Lady Mary and the Fräulein had been sitting in the drawing-room all this time waiting for Lady Maulevrier to come to tea. They heard her come in from the garden; and then the footman told them that she was in the library with a stranger. Not even the muffled sound of voices penetrated the heavy velvet curtain and the thick oak door. It was only by the loud ringing of the bell and the sound of footsteps in the hall that Lady Mary knew of the guest’s departure. She went to the door between the two rooms, and was surprised to find it bolted.
‘Grandmamma, won’t you come to tea?’ she asked timidly, knocking on the oaken panel, but there was no reply.
She knocked again, and louder. Still no reply.
‘Perhaps her ladyship is going to take tea in her own room,’ she said, afraid to be officious.
Attendance upon her grandmother at afternoon tea had been one of Lesbia’s particular duties; but Mary felt that she was an unwelcome substitute for Lesbia.
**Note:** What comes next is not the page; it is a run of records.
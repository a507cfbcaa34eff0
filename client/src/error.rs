//! Unified error handling for the client.

use crate::config::ConfigError;
use cuentas_engine::OperationId;
use thiserror::Error;

/// Application error type.
#[derive(Debug, Error)]
pub enum SyncError {
    #[error("engine error: {0}")]
    Engine(#[from] cuentas_engine::Error),

    /// The remote store is unreachable or sync is disabled by configuration.
    /// Transient: the pending queue and watermark are untouched, retry later.
    #[error("remote store unavailable: {0}")]
    RemoteUnavailable(String),

    /// The remote store rejected one operation (e.g. a protected-entity
    /// violation). The pass aborted; the operation retries until capped.
    #[error("remote rejected operation {op_id}: {reason}")]
    RemoteRejected { op_id: OperationId, reason: String },

    #[error("sync already in progress")]
    SyncInProgress,

    #[error("storage error: {0}")]
    Storage(#[from] std::io::Error),

    #[error("config error: {0}")]
    Config(#[from] ConfigError),
}

/// Result type alias for client operations.
pub type Result<T> = std::result::Result<T, SyncError>;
She wanted to get a little nearer her grandmother’s heart if she could; but she knew that her attentions were endured rather than liked.
She went into the hall, where the footman on duty was staring at the light snowflakes dancing past the window, perhaps wishing he were a snowflake himself, and enjoying himself in that white whirligig.
‘Is her ladyship having tea in the morning-room?’ asked Mary.
The footman gave a little start, as if awakened out of a kind of trance. The sheer vacuity of his mind might naturally slide into mesmeric sleep.
He told Lady Mary that her ladyship had not left the library, and Mary went in timidly, wondering why her grandmother had not joined them in the drawing-room when the stranger was gone.
The sky was dark outside the wide windows, white hills and valleys shrouded in the shades of night. The library was only lighted by the glow of the logs on the hearth, and in that ruddy light the spacious room looked empty. Mary was turning to go away, thinking the footman had been mistaken, when her eye suddenly lighted upon a dark figure lying on the ground. And then she heard an awful stertorous breathing, and knew that her grandmother was lying there, stricken and helpless.
Mary shrieked aloud, with a cry that pierced curtains and doors, and brought Fräulein and half-a-dozen servants to her help. One of the men brought a lamp, and among them they lifted the smitten figure. Oh, God! how ghastly the face looked in the lamplight! — the features drawn to one side, the skin livid.
‘Her ladyship has had a stroke,’ said the butler.
‘Is she dying?’ faltered Mary, white as ashes. ‘Oh, grandmother, dear grandmother, don’t look at us like that!’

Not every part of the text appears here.